Texas is perhaps more legendary than sliced bread and more emotionally dividing than cilantro. The Lone Star State is the United States second largest and neatly packaged in 695 662 km², full of desert, oversized trucks, guns and stereotypes. Even if me and my colleague, Robert, will encounter every single one of these, this trip turned out to completely turn our view of Texas upside down. Setting aside the polarized politics, the cowboy hats, the strong barbeque fetish and the fact that Texas holds the largest amount of guns of all the states (registered that is) the state blew us away in a non-gunpowder way. Who could have imagined that we would meet some of the most kindhearted people, while riding our bikes on sandy beaches among palm trees, or cruising on a swampboat looking for alligators – in Texas?

When the idea came up to ride in Texas and explore the state, it wasn’t immediate butterflies in the stomach, to be honest. Even if the state sounded fascinating, the stereotypical and common northern European view of Texas' empty flat desert, and oilfields, did not scream adventure. This is where the lone star shattered our stereotypical minds to pieces. Yes, the state is over 60% desert and arid land, but under the surface of all the dust, oil and gunpowder, an adventure of a lifetime hides. In the other 40% you will find sandy beaches that stretch as far as the horizon, humid and swampy areas with alligators and dense forest with tall green trees reminiscent of another continent, and more gunpowder. Even if the changing climate and environment in Texas is exhilarating, it is the local population who makes the biggest mark. Ignoring that probably every single person we talked to was packing heat, they were hands down, the kindest humans I ever met, and I have seen my fair share of our planet. Me and Robert might have come for the ride, but we wanted to stay for the people.

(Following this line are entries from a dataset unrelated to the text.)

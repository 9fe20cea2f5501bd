use criterion::{BenchmarkId, Criterion, black_box, criterion_group, criterion_main};
use sig_core::{BinaryImage, FeatureConfig};
use sig_fast::{CornerDetector, FastDetector};

/// Binary image with a looping stroke resembling handwriting
fn create_benchmark_image(width: usize, height: usize) -> BinaryImage {
    let mut data = vec![255u8; width * height];
    let steps = width * 4;
    for i in 0..steps {
        let t = i as f32 / steps as f32 * std::f32::consts::TAU * 3.0;
        let cx = width as f32 * (0.1 + 0.8 * i as f32 / steps as f32);
        let cy = height as f32 * 0.5 + (t.sin() * 0.3 + (2.3 * t).cos() * 0.1) * height as f32;
        for dy in -2i32..=2 {
            for dx in -2i32..=2 {
                let x = (cx as i32 + dx).clamp(0, width as i32 - 1) as usize;
                let y = (cy as i32 + dy).clamp(0, height as i32 - 1) as usize;
                data[y * width + x] = 0;
            }
        }
    }
    BinaryImage::from_raw(width, height, data).expect("valid benchmark image")
}

fn bench_detection(c: &mut Criterion) {
    let mut group = c.benchmark_group("fast_detection");
    let detector = FastDetector::new(FeatureConfig::default()).expect("default config is valid");

    for &(w, h) in &[(320usize, 120usize), (640, 240), (1280, 480)] {
        let img = create_benchmark_image(w, h);
        group.bench_with_input(BenchmarkId::new("detect_keypoints", format!("{}x{}", w, h)), &img, |b, img| {
            b.iter(|| detector.detect_keypoints(black_box(img)))
        });
        group.bench_with_input(BenchmarkId::new("candidates", format!("{}x{}", w, h)), &img, |b, img| {
            b.iter(|| CornerDetector::detect_candidates(black_box(img), 18, 20))
        });
    }

    group.finish();
}

criterion_group!(benches, bench_detection);
criterion_main!(benches);
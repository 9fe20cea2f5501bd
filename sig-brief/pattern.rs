use rand::rngs::StdRng;
use rand::{Rng, SeedableRng};
use rand_distr::StandardNormal;

/// Point pair offsets (dx1, dy1, dx2, dy2) relative to the keypoint
pub type PointPair = (i32, i32, i32, i32);

/// Number of comparisons per descriptor, one per bit
pub const PAIR_COUNT: usize = sig_core::DESCRIPTOR_BYTES * 8;

const PATTERN_SEED: u64 = 0x5EED_0F_B41E_F5EED;

/// Draw `PAIR_COUNT` distinct point pairs inside the disc of `radius` from
/// an isotropic Gaussian with sigma `radius / 2`. Same radius, same pattern.
pub fn sampling_pattern(radius: i32) -> Vec<PointPair> {
    let radius = radius.max(1);
    let mut rng = StdRng::seed_from_u64(PATTERN_SEED);
    let r_sq = radius * radius;
    let sigma = radius as f64 / 2.0;

    let point = |rng: &mut StdRng| loop {
        let dx: f64 = rng.sample(StandardNormal);
        let dy: f64 = rng.sample(StandardNormal);
        let (dx, dy) = ((dx * sigma).round() as i32, (dy * sigma).round() as i32);
        if dx * dx + dy * dy <= r_sq {
            return (dx, dy);
        }
    };

    let mut pairs = Vec::with_capacity(PAIR_COUNT);
    while pairs.len() < PAIR_COUNT {
        let (dx1, dy1) = point(&mut rng);
        let (dx2, dy2) = point(&mut rng);
        if (dx1, dy1) != (dx2, dy2) {
            pairs.push((dx1, dy1, dx2, dy2));
        }
    }
    pairs
}
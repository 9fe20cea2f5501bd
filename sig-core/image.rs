use crate::error::{CoreError, CoreResult};

#[cfg(feature = "serde")]
use serde::{Deserialize, Serialize};

/// Row-major single-channel image whose samples are exactly 0 or 255.
///
/// Ink (dark strokes) ends up as 0 and paper as 255 for the usual
/// dark-on-light signature scan.
#[derive(Debug, Clone, PartialEq, Eq)]
#[cfg_attr(feature = "serde", derive(Serialize, Deserialize))]
pub struct BinaryImage {
    width: usize,
    height: usize,
    data: Vec<u8>,
}

impl BinaryImage {
    pub const ON: u8 = 255;
    pub const OFF: u8 = 0;

    /// Binarize an 8-bit grayscale buffer: samples strictly above `cutoff`
    /// become 255, everything else 0.
    pub fn threshold(width: usize, height: usize, gray: &[u8], cutoff: u8) -> CoreResult<Self> {
        Self::check_dimensions(width, height, gray.len())?;
        let data = gray
            .iter()
            .map(|&v| if v > cutoff { Self::ON } else { Self::OFF })
            .collect();
        Ok(Self { width, height, data })
    }

    /// Wrap an already binary buffer, validating its shape and samples.
    pub fn from_raw(width: usize, height: usize, data: Vec<u8>) -> CoreResult<Self> {
        Self::check_dimensions(width, height, data.len())?;
        if let Some((index, &value)) = data
            .iter()
            .enumerate()
            .find(|&(_, &v)| v != Self::ON && v != Self::OFF)
        {
            return Err(CoreError::NonBinarySample { index, value });
        }
        Ok(Self { width, height, data })
    }

    fn check_dimensions(width: usize, height: usize, len: usize) -> CoreResult<()> {
        if width == 0 || height == 0 {
            return Err(CoreError::EmptyImage { width, height });
        }
        let expected_len = width * height;
        if len != expected_len {
            return Err(CoreError::InvalidImageData {
                expected_len,
                actual_len: len,
            });
        }
        Ok(())
    }

    pub fn width(&self) -> usize {
        self.width
    }

    pub fn height(&self) -> usize {
        self.height
    }

    pub fn dimensions(&self) -> (usize, usize) {
        (self.width, self.height)
    }

    pub fn as_raw(&self) -> &[u8] {
        &self.data
    }

    /// Sample at (x, y). Panics when out of bounds, like slice indexing.
    #[inline]
    pub fn get(&self, x: usize, y: usize) -> u8 {
        self.data[y * self.width + x]
    }

    /// Number of ink (0) samples.
    pub fn foreground_count(&self) -> usize {
        self.data.iter().filter(|&&v| v == Self::OFF).count()
    }
}
use image::DynamicImage;
use sig_core::{BinaryImage, DescriptorMatcher, FeatureExtractor, Features, Match};
use sig_match::BruteForceMatcher;

use crate::config::VerifierConfig;
use crate::error::{ImageRole, VerifyError, VerifyResult};
use crate::extractor::OrbExtractor;
use crate::normalize::{normalize, normalize_image};
use crate::report::VerificationReport;
use crate::score::ScoringPolicy;

/// One input after normalization and extraction
#[derive(Debug, Clone, PartialEq)]
pub struct Side {
    pub image: BinaryImage,
    pub features: Features,
}

/// Report together with the intermediate data it was computed from
#[derive(Debug, Clone, PartialEq)]
pub struct Verification {
    pub report: VerificationReport,
    pub reference: Side,
    pub test: Side,
    pub matches: Vec<Match>,
}

/// Compares a reference signature against a test signature.
///
/// A verifier holds only its configuration and collaborators; every call
/// keeps its images, keypoints and descriptors local, so one instance can
/// serve concurrent calls through `&self`.
#[derive(Debug)]
pub struct Verifier<E = OrbExtractor, M = BruteForceMatcher> {
    config: VerifierConfig,
    policy: ScoringPolicy,
    extractor: E,
    matcher: M,
}

impl Verifier {
    /// Verifier with the FAST/BRIEF extractor and brute-force matcher
    pub fn new(config: VerifierConfig) -> VerifyResult<Self> {
        config.validate()?;
        let extractor = OrbExtractor::new(config.features.clone())?;
        Ok(Self::assemble(config, extractor, BruteForceMatcher::new()))
    }
}

impl<E: FeatureExtractor, M: DescriptorMatcher> Verifier<E, M> {
    /// Verifier with caller-provided collaborators
    pub fn with_collaborators(config: VerifierConfig, extractor: E, matcher: M) -> VerifyResult<Self> {
        config.validate()?;
        Ok(Self::assemble(config, extractor, matcher))
    }

    fn assemble(config: VerifierConfig, extractor: E, matcher: M) -> Self {
        let policy = ScoringPolicy::new(config.match_ratio_cutoff);
        Self {
            config,
            policy,
            extractor,
            matcher,
        }
    }

    pub fn config(&self) -> &VerifierConfig {
        &self.config
    }

    pub fn policy(&self) -> &ScoringPolicy {
        &self.policy
    }

    /// Decode, extract, match and score two encoded images
    pub fn verify(&self, reference: &[u8], test: &[u8]) -> VerifyResult<VerificationReport> {
        Ok(self.verify_detailed(reference, test)?.report)
    }

    /// Like [`Verifier::verify`], keeping the binary images, features and
    /// matches for inspection or visualization.
    pub fn verify_detailed(&self, reference: &[u8], test: &[u8]) -> VerifyResult<Verification> {
        let threshold = self.config.binarize_threshold;
        let reference = normalize(reference, threshold)
            .map_err(|e| VerifyError::from_normalize(ImageRole::Reference, e))?;
        let test = normalize(test, threshold).map_err(|e| VerifyError::from_normalize(ImageRole::Test, e))?;
        self.run(reference, test)
    }

    /// Pipeline entry for images that are already decoded
    pub fn verify_images(&self, reference: &DynamicImage, test: &DynamicImage) -> VerifyResult<Verification> {
        let threshold = self.config.binarize_threshold;
        let reference = normalize_image(reference, threshold)
            .map_err(|e| VerifyError::from_normalize(ImageRole::Reference, e))?;
        let test =
            normalize_image(test, threshold).map_err(|e| VerifyError::from_normalize(ImageRole::Test, e))?;
        self.run(reference, test)
    }

    fn run(&self, reference: BinaryImage, test: BinaryImage) -> VerifyResult<Verification> {
        log::debug!(
            "normalized reference {}x{} and test {}x{} at threshold {}",
            reference.width(),
            reference.height(),
            test.width(),
            test.height(),
            self.config.binarize_threshold
        );

        let reference_features = self.extract(ImageRole::Reference, &reference)?;
        let test_features = self.extract(ImageRole::Test, &test)?;

        let matches = self
            .matcher
            .match_descriptors(
                reference_features.descriptors(),
                test_features.descriptors(),
                self.config.cross_check,
            )
            .map_err(|e| VerifyError::Matcher { source: Box::new(e) })?;
        log::debug!(
            "matched {} pairs (cross_check={})",
            matches.len(),
            self.config.cross_check
        );

        let report = self
            .policy
            .score(reference_features.len(), test_features.len(), matches.len());
        log::info!("{}", report);

        Ok(Verification {
            report,
            reference: Side {
                image: reference,
                features: reference_features,
            },
            test: Side {
                image: test,
                features: test_features,
            },
            matches,
        })
    }

    fn extract(&self, role: ImageRole, image: &BinaryImage) -> VerifyResult<Features> {
        let features = self
            .extractor
            .extract(image)
            .map_err(|e| VerifyError::Extractor {
                role,
                source: Box::new(e),
            })?;
        log::debug!("extracted {} keypoints from {} image", features.len(), role);
        Ok(features)
    }
}

/// One-shot verification with the default collaborators
pub fn verify(reference: &[u8], test: &[u8], threshold: u8, match_ratio_cutoff: f64) -> VerifyResult<VerificationReport> {
    let config = VerifierConfig {
        binarize_threshold: threshold,
        match_ratio_cutoff,
        ..VerifierConfig::default()
    };
    Verifier::new(config)?.verify(reference, test)
}
use std::fmt;

use serde::{Deserialize, Serialize, Serializer};

/// Decimal places used whenever a ratio is shown or serialized
pub const DISPLAY_DECIMALS: i32 = 2;

/// Round for display; decisions always use the unrounded value.
pub fn round_for_display(ratio: f64) -> f64 {
    let scale = 10f64.powi(DISPLAY_DECIMALS);
    (ratio * scale).round() / scale
}

fn serialize_rounded<S: Serializer>(ratio: &f64, serializer: S) -> Result<S::Ok, S::Error> {
    serializer.serialize_f64(round_for_display(*ratio))
}

#[derive(Debug, Clone, Copy, PartialEq, Eq, Hash, Serialize, Deserialize)]
#[serde(rename_all = "SCREAMING_SNAKE_CASE")]
pub enum Verdict {
    Matched,
    NotMatched,
}

impl Verdict {
    pub fn is_match(self) -> bool {
        matches!(self, Verdict::Matched)
    }

    pub fn as_str(self) -> &'static str {
        match self {
            Verdict::Matched => "MATCHED",
            Verdict::NotMatched => "NOT_MATCHED",
        }
    }
}

impl fmt::Display for Verdict {
    fn fmt(&self, f: &mut fmt::Formatter<'_>) -> fmt::Result {
        f.write_str(self.as_str())
    }
}

/// Outcome of one comparison. Built once by the scorer and never mutated.
///
/// Serialization is output only: `matchRatio` is written rounded, so a
/// report cannot be rebuilt from its JSON without losing the value the
/// verdict was decided on.
#[derive(Debug, Clone, PartialEq, Serialize)]
#[serde(rename_all = "camelCase")]
pub struct VerificationReport {
    reference_keypoint_count: usize,
    test_keypoint_count: usize,
    match_count: usize,
    #[serde(serialize_with = "serialize_rounded")]
    match_ratio: f64,
    verdict: Verdict,
}

impl VerificationReport {
    pub(crate) fn new(
        reference_keypoint_count: usize,
        test_keypoint_count: usize,
        match_count: usize,
        match_ratio: f64,
        verdict: Verdict,
    ) -> Self {
        Self {
            reference_keypoint_count,
            test_keypoint_count,
            match_count,
            match_ratio,
            verdict,
        }
    }

    pub fn reference_keypoint_count(&self) -> usize {
        self.reference_keypoint_count
    }

    pub fn test_keypoint_count(&self) -> usize {
        self.test_keypoint_count
    }

    pub fn match_count(&self) -> usize {
        self.match_count
    }

    /// Unrounded ratio the verdict was decided on
    pub fn match_ratio(&self) -> f64 {
        self.match_ratio
    }

    pub fn display_ratio(&self) -> f64 {
        round_for_display(self.match_ratio)
    }

    pub fn verdict(&self) -> Verdict {
        self.verdict
    }

    pub fn is_match(&self) -> bool {
        self.verdict.is_match()
    }

    /// Markdown breakdown of the comparison with a one-sentence conclusion
    pub fn analysis(&self) -> String {
        let conclusion = match self.verdict {
            Verdict::Matched => {
                "The signatures matched well due to high similarity in structural features and keypoints."
            }
            Verdict::NotMatched => {
                "The signatures did not match due to significant differences in keypoints and structural features."
            }
        };
        format!(
            "**Keypoints Analysis:**\n\
             - Total Keypoints in Reference: {}\n\
             - Total Keypoints in Test: {}\n\
             - Matches Found: {}\n\
             - Match Ratio: {:.2}\n\
             \n\
             ### Result: {}\n",
            self.reference_keypoint_count,
            self.test_keypoint_count,
            self.match_count,
            self.display_ratio(),
            conclusion
        )
    }

    pub fn to_json(&self) -> serde_json::Result<String> {
        serde_json::to_string_pretty(self)
    }
}

impl fmt::Display for VerificationReport {
    fn fmt(&self, f: &mut fmt::Formatter<'_>) -> fmt::Result {
        write!(
            f,
            "{}: {} matches, keypoints {} (reference) / {} (test), ratio {:.2}",
            self.verdict,
            self.match_count,
            self.reference_keypoint_count,
            self.test_keypoint_count,
            self.display_ratio()
        )
    }
}
use crate::error::{CoreError, CoreResult};

#[cfg(feature = "serde")]
use serde::{Deserialize, Serialize};

/// Number of bytes in a binary descriptor.
pub const DESCRIPTOR_BYTES: usize = 32;

/// 256-bit binary descriptor = 32 bytes
pub type Descriptor = [u8; DESCRIPTOR_BYTES];

/// Key-point ≙ FAST corner + orientation (radians) + corner response
#[derive(Debug, Clone, Copy, PartialEq)]
#[cfg_attr(feature = "serde", derive(Serialize, Deserialize))]
pub struct Keypoint {
    pub x: f32,
    pub y: f32,
    pub angle: f32,
    pub response: f32,
}

/// Count of differing bits between two descriptors.
#[inline]
pub fn hamming_distance(a: &Descriptor, b: &Descriptor) -> u32 {
    a.chunks_exact(8)
        .zip(b.chunks_exact(8))
        .map(|(ca, cb)| {
            let mut wa = [0u8; 8];
            let mut wb = [0u8; 8];
            wa.copy_from_slice(ca);
            wb.copy_from_slice(cb);
            (u64::from_le_bytes(wa) ^ u64::from_le_bytes(wb)).count_ones()
        })
        .sum()
}

/// Correspondence between one reference descriptor and one test descriptor.
#[derive(Debug, Clone, Copy, PartialEq, Eq, Hash)]
#[cfg_attr(feature = "serde", derive(Serialize, Deserialize))]
pub struct Match {
    pub reference_index: usize,
    pub test_index: usize,
    pub distance: u32,
}

/// Keypoints with their descriptors, aligned by index.
#[derive(Debug, Clone, Default, PartialEq)]
#[cfg_attr(feature = "serde", derive(Serialize, Deserialize))]
pub struct Features {
    keypoints: Vec<Keypoint>,
    descriptors: Vec<Descriptor>,
}

impl Features {
    pub fn new(keypoints: Vec<Keypoint>, descriptors: Vec<Descriptor>) -> CoreResult<Self> {
        if keypoints.len() != descriptors.len() {
            return Err(CoreError::LengthMismatch {
                keypoints: keypoints.len(),
                descriptors: descriptors.len(),
            });
        }
        Ok(Self {
            keypoints,
            descriptors,
        })
    }

    pub fn empty() -> Self {
        Self::default()
    }

    pub fn keypoints(&self) -> &[Keypoint] {
        &self.keypoints
    }

    pub fn descriptors(&self) -> &[Descriptor] {
        &self.descriptors
    }

    pub fn len(&self) -> usize {
        self.keypoints.len()
    }

    pub fn is_empty(&self) -> bool {
        self.keypoints.is_empty()
    }

    pub fn into_parts(self) -> (Vec<Keypoint>, Vec<Descriptor>) {
        (self.keypoints, self.descriptors)
    }
}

Guns, Silver Dollars and Germans

Riding a bike in Texas can be as complicated as you want it to be. You can ship your own over the great sea, and pay a hefty sum for the privilege. Another way is to rent your bike, and also pay a hefty sum for the convenience. We decided on another approach - the kindhearted and genuine Texans. After just one post in a local Facebook group, me and Robert had both a set of adventure bikes to use for our two week long journey across Texas and back. The cost? The favor repaid if the owners ever touch ground in Sweden. Texas hospitality at its finest.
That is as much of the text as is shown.